ASSIGNED TASK - Return each line in the records below that includes "SeriesMap".

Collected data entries
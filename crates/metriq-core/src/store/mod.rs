//! Time-series store interfaces
//!
//! The query engine reads through [`MetricReader`] and resolves wildcards
//! through [`MetricMetadata`]; ingestion writes through [`MetricWriter`].
//! [`InMemoryStore`] implements all three.

mod memory;

use crate::error::Result;
use crate::models::{Metric, MetricId, MetricPattern};
use crate::series::{MetricValueList, SeriesMap};

pub use memory::InMemoryStore;

/// One series to fetch
#[derive(Debug, Clone, PartialEq, Eq)]
pub struct MetricRequest {
    /// Concrete metric id
    pub id: MetricId,
    /// Window start (ms)
    pub start: i64,
    /// Window end (ms)
    pub end: i64,
}

impl MetricRequest {
    /// Create a request
    pub fn new(id: MetricId, start: i64, end: i64) -> Self {
        Self { id, start, end }
    }
}

/// Reads stored series
pub trait MetricReader: Send + Sync {
    /// Fetch a batch of series; every request gets an entry, empty when there is no data
    fn read_metrics(&self, requests: &[MetricRequest]) -> Result<SeriesMap>;

    /// Fetch one series
    fn read_metric(&self, id: &MetricId, start: i64, end: i64) -> Result<MetricValueList> {
        let request = MetricRequest::new(id.clone(), start, end);
        let result = self.read_metrics(std::slice::from_ref(&request))?;
        match result.get(id) {
            Some(list) => Ok(list.clone()),
            None => MetricValueList::new(start, end),
        }
    }
}

/// Persists incoming samples
pub trait MetricWriter: Send + Sync {
    /// Store samples; returns how many were written
    fn write_metrics(&self, metrics: &[Metric]) -> Result<usize>;
}

/// Answers questions about which metrics exist
pub trait MetricMetadata: Send + Sync {
    /// Every known metric id
    fn read_metric_ids(&self) -> Result<Vec<MetricId>>;

    /// Distinct devices, sorted
    fn unique_devices(&self) -> Result<Vec<String>> {
        let mut devices: Vec<String> = self.read_metric_ids()?.into_iter().map(|id| id.device).collect();
        devices.sort();
        devices.dedup();
        Ok(devices)
    }

    /// Distinct groups, sorted
    fn unique_groups(&self) -> Result<Vec<String>> {
        let mut groups: Vec<String> = self.read_metric_ids()?.into_iter().map(|id| id.group).collect();
        groups.sort();
        groups.dedup();
        Ok(groups)
    }

    /// Distinct metric names within `group`, sorted
    fn unique_names(&self, group: &str) -> Result<Vec<String>> {
        let mut names: Vec<String> = self
            .read_metric_ids()?
            .into_iter()
            .filter(|id| id.group == group)
            .map(|id| id.name)
            .collect();
        names.sort();
        names.dedup();
        Ok(names)
    }

    /// Resolve wildcards to the known concrete ids.
    ///
    /// A concrete id is returned as is, known or not.
    fn expand_metric_id(&self, id: &MetricId) -> Result<Vec<MetricId>> {
        if !id.has_wildcard() {
            return Ok(vec![id.unlabelled()]);
        }

        let pattern = MetricPattern::new(id)?;
        let mut expanded = Vec::new();
        for known in self.read_metric_ids()? {
            if pattern.matches(&known)? {
                expanded.push(known);
            }
        }
        expanded.sort();
        Ok(expanded)
    }
}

RESULT BELOW -
use crate::series::{MetricValueList, SeriesMap};
    fn read_metrics(&self, requests: &[MetricRequest]) -> Result<SeriesMap>;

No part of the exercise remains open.